The extraordinary changes that mark the change from girlhood to womanhood.

Hello. Doctor Anita Johnston here and I am in Palau right now.

Wait, where is Palau? Well, Palau is south of Guam. Where is Guam? Well, both Guam and Palau, are part of the Micronesian islands. Polynesia, which most people know about, includes Hawaii and Tahiti. Then there’s Melanesia, which is near where New Guinea is, and then there’s Micronesia which means little islands — and there are lots of them. Palau is about 7 degrees north of the equator. Guam is about 14 degrees north of the equator and Hawaii about 22. To get to Palau, you go to Hawaii and then to Guam and then you turn left and go south and you get to Palau.

Now, the thing about Palau is I think it’s the most beautiful place on the planet. The islands are pristine. The water! The water feels like silk on your skin and is crystal clear. And the corals are brilliant and amazing. Culturally, however, Palau is a really interesting place. One of the things I find most compelling is that they still have rituals for girls when they have their first menstrual cycle. And they celebrate many of the phases that women typically go through.

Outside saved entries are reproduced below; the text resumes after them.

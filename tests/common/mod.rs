// tests/common/mod.rs

//! Shared test utilities and helpers for integration tests.

#![allow(dead_code)]

use acetao::{FeatureSet, Manifest, builtin_manifest};

/// Every subset of the manifest's closed feature list, empty set first.
pub fn all_feature_sets(manifest: &Manifest) -> Vec<FeatureSet> {
    let names = manifest.feature_names();
    (0..(1u32 << names.len()))
        .map(|mask| {
            names
                .iter()
                .enumerate()
                .filter(|(bit, _)| mask & (1u32 << *bit) != 0)
                .map(|(_, name)| *name)
                .collect()
        })
        .collect()
}

/// The embedded ACE+TAO manifest.
pub fn ace_tao() -> Manifest {
    builtin_manifest().expect("built-in manifest should parse")
}

/// A three-component manifest with one gated codec, written as TOML.
pub const SMALL_MANIFEST: &str = r#"
[package]
name = "small"
version = "2.0"
target_namespace = "small"
root_env = "SMALL_ROOT"
platforms = ["Linux", "FreeBSD"]
summary = "test fixture"

[[feature]]
name = "zlib"
package = "zlib/1.3"

[[component]]
id = "base"
system_libs = ["dl"]

[[component.when]]
gate = "[zlib]"
system_libs = ["z"]
external = ["zlib::zlib"]

[[component]]
id = "net"
libs = ["net", "net_ssl"]
requires = ["base"]

[[component]]
id = "codec"
requires = ["net"]
external = ["zlib::zlib"]
gate = "[zlib]"
"#;

/// A FreeBSD-only manifest with one feature.
pub const BSD_MANIFEST: &str = r#"
[package]
name = "bsdonly"
version = "1.0"
platforms = ["FreeBSD"]
summary = "FreeBSD-only fixture"

[[feature]]
name = "zlib"
package = "zlib/1.3"

[[component]]
id = "core"
system_libs = ["m"]

[[component]]
id = "codec"
requires = ["core"]
gate = "[zlib]"
"#;
// src/manifest/mod.rs

//! Component manifests
//!
//! The component table is data, not code: it lives in a TOML manifest that
//! lists the closed set of optional features and one row per library.
//! The ACE+TAO table ships inside the binary; other revisions can be
//! loaded from disk.
//!
//! # Example Manifest
//!
//! ```toml
//! [package]
//! name = "ace+tao"
//! version = "7.0.9"
//! platforms = ["Linux"]
//!
//! [[feature]]
//! name = "zlib"
//! package = "zlib/1.2.11"
//!
//! [[component]]
//! id = "ACE"
//! system_libs = ["dl", "rt"]
//!
//! [[component.when]]
//! gate = "[zlib]"
//! system_libs = ["z"]
//! external = ["zlib::zlib"]
//!
//! [[component]]
//! id = "TAO_ZlibCompressor"
//! gate = "[zlib]"
//! requires = ["TAO_Compression"]
//! external = ["zlib::zlib"]
//! ```

mod format;
pub mod parser;

pub use format::{ComponentDef, ConditionalDeps, FeatureDecl, Manifest, PackageSection};
pub use parser::{builtin_manifest, parse_manifest, parse_manifest_file, validate_manifest};
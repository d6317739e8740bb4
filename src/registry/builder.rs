// src/registry/builder.rs

//! Registry construction: gate, merge, validate

use crate::error::{ConsistencyError, Error, Result};
use crate::feature::FeatureSet;
use crate::manifest::{ComponentDef, Manifest, builtin_manifest, validate_manifest};
use crate::registry::component::Component;
use crate::registry::graph::ComponentGraph;
use crate::registry::Registry;
use crate::settings::BuildSettings;
use std::collections::BTreeMap;
use tracing::{debug, info, warn};

/// Build the ACE+TAO registry for a feature set and build settings
///
/// Uses the embedded manifest. Identical inputs always produce an
/// identical registry.
pub fn build_registry(features: &FeatureSet, settings: &BuildSettings) -> Result<Registry> {
    let manifest = builtin_manifest()?;
    RegistryBuilder::new(&manifest).build(features, settings)
}

/// Feature combinations are enumerated exhaustively; keep that bounded
pub const MAX_CHECK_FEATURES: usize = 16;

/// Builds registries from one manifest
#[derive(Debug, Clone, Copy)]
pub struct RegistryBuilder<'a> {
    manifest: &'a Manifest,
}

impl<'a> RegistryBuilder<'a> {
    pub fn new(manifest: &'a Manifest) -> Self {
        Self { manifest }
    }

    /// Produce the validated component set for one configuration
    ///
    /// Errors:
    /// - `ConfigurationError` for a feature outside the manifest's closed
    ///   list or an unsupported operating system
    /// - `ConsistencyError` for a dangling requirement or a cycle left
    ///   after gating
    pub fn build(&self, features: &FeatureSet, settings: &BuildSettings) -> Result<Registry> {
        self.manifest.check_request(features, settings)?;
        self.validate()?;
        self.assemble(features, settings)
    }

    /// Validate the manifest once, logging its warnings
    pub fn validate(&self) -> Result<Vec<String>> {
        let warnings = validate_manifest(self.manifest)?;
        for warning in &warnings {
            warn!(
                "{} {}: {}",
                self.manifest.package.name, self.manifest.package.version, warning
            );
        }
        Ok(warnings)
    }

    /// Build the registry for every subset of the closed feature list
    ///
    /// The manifest is validated once up front; a structural defect there
    /// fails the whole check. Every combination then gets its own outcome
    /// so request problems and authoring defects can be told apart.
    pub fn check_all(&self, settings: &BuildSettings) -> Result<CheckReport> {
        let names = self.manifest.feature_names();
        if names.len() > MAX_CHECK_FEATURES {
            return Err(Error::ConfigurationError(format!(
                "{} declares {} features; at most {} can be checked exhaustively",
                self.manifest.package.name,
                names.len(),
                MAX_CHECK_FEATURES
            )));
        }

        let warnings = self.validate()?;
        let mut results = Vec::with_capacity(1 << names.len());

        for mask in 0..(1u32 << names.len()) {
            let features: FeatureSet = names
                .iter()
                .enumerate()
                .filter(|(bit, _)| mask & (1u32 << *bit) != 0)
                .map(|(_, name)| *name)
                .collect();

            let outcome = self
                .manifest
                .check_request(&features, settings)
                .and_then(|()| self.assemble(&features, settings))
                .map(|registry| registry.len());
            if let Err(e) = &outcome {
                debug!("Registry for {} failed: {}", features, e);
            }
            results.push(CheckResult { features, outcome });
        }

        Ok(CheckReport { warnings, results })
    }

    /// Gate, merge and check one configuration of an already validated manifest
    fn assemble(&self, features: &FeatureSet, settings: &BuildSettings) -> Result<Registry> {
        let mut components: BTreeMap<String, Component> = BTreeMap::new();
        for def in &self.manifest.components {
            if !def.gate.evaluate(features) {
                debug!("Gating out {} ({} not satisfied)", def.id, def.gate);
                continue;
            }
            components.insert(def.id.clone(), resolve(def, features));
        }

        let graph = check_consistency(&components)?;

        info!(
            "Built {} {} registry: {} components, features {}, {} build",
            self.manifest.package.name,
            self.manifest.package.version,
            components.len(),
            features,
            settings.build_type
        );

        Ok(Registry::from_parts(
            components.into_values().collect(),
            graph,
            features.clone(),
            settings.clone(),
        ))
    }
}

/// Outcome of building one feature combination
#[derive(Debug, Clone, PartialEq, Eq)]
pub struct CheckResult {
    pub features: FeatureSet,
    /// Component count, or why the registry could not be built
    pub outcome: Result<usize>,
}

/// Results of [`RegistryBuilder::check_all`]
#[derive(Debug, Clone, PartialEq, Eq)]
pub struct CheckReport {
    /// Manifest warnings, reported once
    pub warnings: Vec<String>,
    /// One entry per feature combination, empty set first
    pub results: Vec<CheckResult>,
}

impl CheckReport {
    /// Combinations rejected as bad requests (feature or platform)
    pub fn configuration_failures(&self) -> usize {
        self.count(Error::is_configuration)
    }

    /// Combinations whose gated table is inconsistent
    pub fn consistency_failures(&self) -> usize {
        self.count(Error::is_consistency)
    }

    /// True when every combination built
    pub fn is_clean(&self) -> bool {
        self.results.iter().all(|r| r.outcome.is_ok())
    }

    fn count(&self, kind: fn(&Error) -> bool) -> usize {
        self.results
            .iter()
            .filter(|r| r.outcome.as_ref().err().is_some_and(kind))
            .count()
    }
}

/// Turn a manifest row into a component, merging satisfied conditionals
fn resolve(def: &ComponentDef, features: &FeatureSet) -> Component {
    let mut component = Component::new(def.id.clone());
    component.artifact_names = def.artifact_names();
    component.feature_gate = def.gate.clone();
    component.system_dependencies.extend(def.system_libs.iter().cloned());
    component.component_dependencies.extend(def.requires.iter().cloned());
    component.external_requirements.extend(def.external.iter().cloned());

    for extra in def.conditional.iter().filter(|c| c.gate.evaluate(features)) {
        debug!("Merging {} dependencies into {}", extra.gate, def.id);
        component.system_dependencies.extend(extra.system_libs.iter().cloned());
        component.component_dependencies.extend(extra.requires.iter().cloned());
        component.external_requirements.extend(extra.external.iter().cloned());
    }

    component
}

/// Referential integrity, then acyclicity
fn check_consistency(components: &BTreeMap<String, Component>) -> Result<ComponentGraph> {
    let mut graph = ComponentGraph::new();

    for component in components.values() {
        if let Some(missing) = component
            .component_dependencies
            .iter()
            .find(|dep| !components.contains_key(*dep))
        {
            return Err(ConsistencyError::Dangling {
                component: component.id.clone(),
                missing: missing.clone(),
            }
            .into());
        }
        graph.add_component(
            &component.id,
            component.component_dependencies.iter().map(String::as_str),
        );
    }

    graph.ensure_acyclic()?;
    Ok(graph)
}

One of the things I find most compelling is that they still have rituals for girls when they have their first menstrual cycle. And they celebrate many of the phases that women typically go through.

When a woman gives birth for the first time, it’s extraordinary what they do. They cover her body in oil and turmeric so that her skin shimmers. There’s dancing and celebration. And, when a girl goes into menarche, which is the very first experience of her menstrual cycle, her first menstrual period, they have this really lovely ritual where the aunties and the mother and big sisters and older cousins, gather herbs and flowers from the jungle. They make this steam bath and the girl, who is now becoming a woman, gets to be infused with fragrances that are amazing as a way of honoring her entry into womanhood.

One of the flowers they use is the ylang-ylang flower which you might call, Lang Lang. It’s pronounced in differently in different places. The flower itself, is not much to look at, but the fragrance is extraordinary.

I want you to think about it — just for a minute. Imagine that maybe you grew up in Palau and as a young girl to celebrate your very first experience of your menstrual cycle, you were taken to be with your aunties and maybe older sisters or your mother who gathered the herbs and the flowers to perform this very special ritual that infused you with the most delicious fragrances to celebrate you becoming a woman

Now, I want you to stretch your imagination a little further and think about if your very first experience of coming into the body of a woman was treated like that … and that there was this amazing celebration of your senses.

How do you think that might affect your body image?
How do you think it would affect your understanding of what it means to come into the body of a woman?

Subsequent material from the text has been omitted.